Coat of arms of the Barons Ruessenstein in Ljubljana
LJUBLJANA, PREšERNOV TRG, FRANCISCAN CHURCH OF THE ANNUNCIATION
Location of the coat of arms: façade
One of the most famous members of the Ruessenstein family, originally from Feistritz an der Drau in Upper Carinthia, was Konrad III (1604–1668), the head of the provincial financial administration in Carniola. In 1630, he and his brother Daniel were elevated to baronial rank and granted an improvement to the family coat of arms. After his son Johann Karl died during his studies in Rome in 1645, Konrad decided to donate the money originally intended for his son to the Augustinian order in Ljubljana. The old Augustinian church had just been demolished in the city, and Baron Ruessenstein provided financial assistance for the construction of a new one. In it, he also designed a family tomb in the form of a Loretto Chapel, which was also envisaged to serve as a monument to his late son.
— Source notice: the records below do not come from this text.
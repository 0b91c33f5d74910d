//! HTTP client for the external document-analysis service.
//!
//! The service receives a document as a data URI and answers with the
//! chemicals it found. Configuration comes from [`LabConfig`](crate::config::LabConfig):
//! - `extractor_url` - Endpoint that accepts `POST {"fileDataUri": ...}`
//! - `extractor_api_key` - Bearer token (optional)

use reqwest::{Client, StatusCode};
use serde::{Deserialize, Serialize};
use thiserror::Error;

use crate::config::LabConfig;
use crate::models::ExtractedChemical;

/// Extraction errors.
#[derive(Debug, Error)]
pub enum ExtractionError {
    #[error("HTTP request failed: {0}")]
    Http(#[from] reqwest::Error),

    #[error("Invalid document: {0}")]
    InvalidDocument(String),

    #[error("Unauthorized: extractor API key required or invalid")]
    Unauthorized,

    #[error("Extraction service error: {0}")]
    Service(String),
}

#[derive(Debug, Serialize)]
#[serde(rename_all = "camelCase")]
struct AnalyzeRequest<'a> {
    file_data_uri: &'a str,
}

#[derive(Debug, Deserialize)]
struct AnalyzeResponse {
    #[serde(default)]
    chemicals: Vec<ExtractedChemical>,
}

/// Check that `uri` has the form `data:<mimetype>;base64,<data>`.
pub fn validate_data_uri(uri: &str) -> Result<(), ExtractionError> {
    let invalid = |msg: &str| Err(ExtractionError::InvalidDocument(msg.to_string()));

    let Some(rest) = uri.strip_prefix("data:") else {
        return invalid("expected a data URI");
    };
    let Some((mime, data)) = rest.split_once(";base64,") else {
        return invalid("data URI must be base64 encoded");
    };
    if !mime.contains('/') {
        return invalid("data URI is missing a MIME type");
    }
    if data.trim().is_empty() {
        return invalid("document is empty");
    }
    Ok(())
}

/// Client for the document-analysis service.
#[derive(Debug, Clone)]
pub struct HttpExtractor {
    url: String,
    api_key: Option<String>,
    client: Client,
}

impl HttpExtractor {
    pub fn new(url: impl Into<String>, api_key: Option<String>) -> Self {
        Self {
            url: url.into(),
            api_key,
            client: Client::new(),
        }
    }

    /// `None` when no extractor URL is configured.
    pub fn from_config(config: &LabConfig) -> Option<Self> {
        config
            .extractor_url
            .as_ref()
            .map(|url| Self::new(url.clone(), config.extractor_api_key.clone()))
    }

    pub fn url(&self) -> &str {
        &self.url
    }

    /// Send a document for analysis and return the chemicals found, in the
    /// service's order.
    pub async fn analyze(
        &self,
        file_data_uri: &str,
    ) -> Result<Vec<ExtractedChemical>, ExtractionError> {
        validate_data_uri(file_data_uri)?;

        let mut request = self
            .client
            .post(&self.url)
            .json(&AnalyzeRequest { file_data_uri });
        if let Some(ref key) = self.api_key {
            request = request.bearer_auth(key);
        }

        let response = request.send().await?;
        let status = response.status();
        if status.is_success() {
            let body: AnalyzeResponse = response.json().await?;
            tracing::debug!("Extractor returned {} chemicals", body.chemicals.len());
            Ok(body.chemicals)
        } else {
            let body = response.text().await.unwrap_or_default();
            match status {
                StatusCode::UNAUTHORIZED | StatusCode::FORBIDDEN => {
                    Err(ExtractionError::Unauthorized)
                }
                _ => Err(ExtractionError::Service(format!("{}: {}", status, body))),
            }
        }
    }
}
The memory of the Ruessenstein family in the church has been preserved to the present day, despite the endeavors by the Augustinian order in the eighteenth century to diminish its significance and presence in the church building. Above the church entrance, there is thus still visible a rather large stone coat of arms of the Barons Ruessenstein, supported by a pair of lions. It is not known precisely when the coat of arms was mounted on the façade, nor whether it was originally mounted somewhere else (e.g., on the removed Loretto Chapel). It is believed, however, that it was mounted in its current location during the first renovation of the façade about 1700. In any event, it appears in the drawing that Johann Matthias Steidlin produced in 1740. Left untouched, the coat of arms has thus graced the church façade for more than three centuries, only now it is “furnished” with long metal spines to deter pigeons from perching on it. The former Augustinian church is now the Franciscan Church, dominating Prešeren Square. The Franciscans moved there in 1784, after Emperor Joseph II dissolved the Augustinian monastery earlier that year.
Sources:
Prelovšek, Damjan: Arhitekturna zgodovina in pomen frančiškanske cerkve v Ljubljani. In: Frančiškani v Ljubljani. Samostan, cerkev in župnija Marijinega oznanjenja (ed. Silvin Kranjc). Ljubljana, 2000, pp. 280, 286.
Resman, Blaž: Oltarna oprema in plastika v cerkvi Marijinega oznanjenja. In: Frančiškani v Ljubljani. Samostan, cerkev in župnija Marijinega oznanjenja (ed. Silvin Kranjc). Ljubljana, 2000, pp. 302–307.